- _Stored data_
● ● ● ● ●

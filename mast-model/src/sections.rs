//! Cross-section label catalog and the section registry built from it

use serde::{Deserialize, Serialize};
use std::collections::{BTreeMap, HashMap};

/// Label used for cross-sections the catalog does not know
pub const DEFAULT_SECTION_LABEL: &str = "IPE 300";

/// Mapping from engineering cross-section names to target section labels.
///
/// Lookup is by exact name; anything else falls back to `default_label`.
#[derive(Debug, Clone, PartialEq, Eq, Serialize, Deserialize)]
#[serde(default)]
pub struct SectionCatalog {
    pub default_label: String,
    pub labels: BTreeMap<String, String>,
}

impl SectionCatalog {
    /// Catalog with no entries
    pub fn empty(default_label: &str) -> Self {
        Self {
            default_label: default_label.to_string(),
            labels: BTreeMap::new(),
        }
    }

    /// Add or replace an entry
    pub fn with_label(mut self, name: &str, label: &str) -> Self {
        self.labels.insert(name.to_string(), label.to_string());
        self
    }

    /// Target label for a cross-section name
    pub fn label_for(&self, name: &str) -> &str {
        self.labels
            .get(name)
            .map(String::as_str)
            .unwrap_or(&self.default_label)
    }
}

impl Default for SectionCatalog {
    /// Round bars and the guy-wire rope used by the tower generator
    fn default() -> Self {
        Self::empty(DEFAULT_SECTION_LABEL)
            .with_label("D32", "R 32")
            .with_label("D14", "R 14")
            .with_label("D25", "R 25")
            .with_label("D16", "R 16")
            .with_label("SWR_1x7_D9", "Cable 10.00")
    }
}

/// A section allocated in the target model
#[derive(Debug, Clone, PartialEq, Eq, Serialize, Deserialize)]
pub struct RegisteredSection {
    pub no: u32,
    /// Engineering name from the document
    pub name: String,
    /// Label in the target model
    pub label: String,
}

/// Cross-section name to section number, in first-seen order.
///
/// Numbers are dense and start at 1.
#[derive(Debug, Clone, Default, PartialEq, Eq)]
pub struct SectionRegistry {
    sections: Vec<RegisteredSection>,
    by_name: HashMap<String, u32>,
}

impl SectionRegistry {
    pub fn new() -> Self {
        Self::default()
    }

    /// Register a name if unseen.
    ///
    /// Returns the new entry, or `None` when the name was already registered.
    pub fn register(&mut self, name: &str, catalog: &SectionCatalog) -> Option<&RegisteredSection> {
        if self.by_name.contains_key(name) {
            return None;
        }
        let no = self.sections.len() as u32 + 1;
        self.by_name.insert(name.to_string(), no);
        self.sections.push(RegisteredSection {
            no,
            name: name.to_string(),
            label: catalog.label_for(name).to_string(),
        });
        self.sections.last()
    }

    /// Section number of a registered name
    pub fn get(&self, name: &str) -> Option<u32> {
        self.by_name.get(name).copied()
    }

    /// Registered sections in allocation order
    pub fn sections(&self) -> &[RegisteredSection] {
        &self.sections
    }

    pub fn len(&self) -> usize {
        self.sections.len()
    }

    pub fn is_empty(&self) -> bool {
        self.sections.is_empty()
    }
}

● ● ● ● ●

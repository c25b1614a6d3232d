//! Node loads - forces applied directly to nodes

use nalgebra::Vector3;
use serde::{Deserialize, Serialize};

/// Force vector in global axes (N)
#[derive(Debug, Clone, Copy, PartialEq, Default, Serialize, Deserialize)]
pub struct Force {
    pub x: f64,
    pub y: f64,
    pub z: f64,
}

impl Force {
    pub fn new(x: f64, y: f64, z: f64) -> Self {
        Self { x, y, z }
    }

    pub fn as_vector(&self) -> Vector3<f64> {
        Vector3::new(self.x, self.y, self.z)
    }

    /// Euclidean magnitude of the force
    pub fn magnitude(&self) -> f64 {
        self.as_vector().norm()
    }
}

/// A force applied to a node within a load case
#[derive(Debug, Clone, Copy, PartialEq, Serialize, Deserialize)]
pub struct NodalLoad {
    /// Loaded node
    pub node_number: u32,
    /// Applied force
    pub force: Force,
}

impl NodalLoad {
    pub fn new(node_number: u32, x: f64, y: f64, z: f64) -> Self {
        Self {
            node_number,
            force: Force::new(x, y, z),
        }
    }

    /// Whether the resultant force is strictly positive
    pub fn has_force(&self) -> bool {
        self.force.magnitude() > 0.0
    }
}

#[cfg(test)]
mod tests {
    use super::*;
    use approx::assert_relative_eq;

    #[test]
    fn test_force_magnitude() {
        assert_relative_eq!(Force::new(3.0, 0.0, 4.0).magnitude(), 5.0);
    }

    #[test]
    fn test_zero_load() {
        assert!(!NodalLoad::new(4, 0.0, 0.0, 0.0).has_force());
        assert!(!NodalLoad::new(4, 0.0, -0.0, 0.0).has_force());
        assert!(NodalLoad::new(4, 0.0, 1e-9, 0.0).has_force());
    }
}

● ● ● ● ●

Report back every line of the entries in which "Debug" occurs.

#[derive(Debug, Clone, PartialEq, Eq, Serialize, Deserialize)]
#[derive(Debug, Clone, PartialEq, Eq, Serialize, Deserialize)]
#[derive(Debug, Clone, Default, PartialEq, Eq)]
#[derive(Debug, Clone, Copy, PartialEq, Default, Serialize, Deserialize)]
#[derive(Debug, Clone, Copy, PartialEq, Serialize, Deserialize)]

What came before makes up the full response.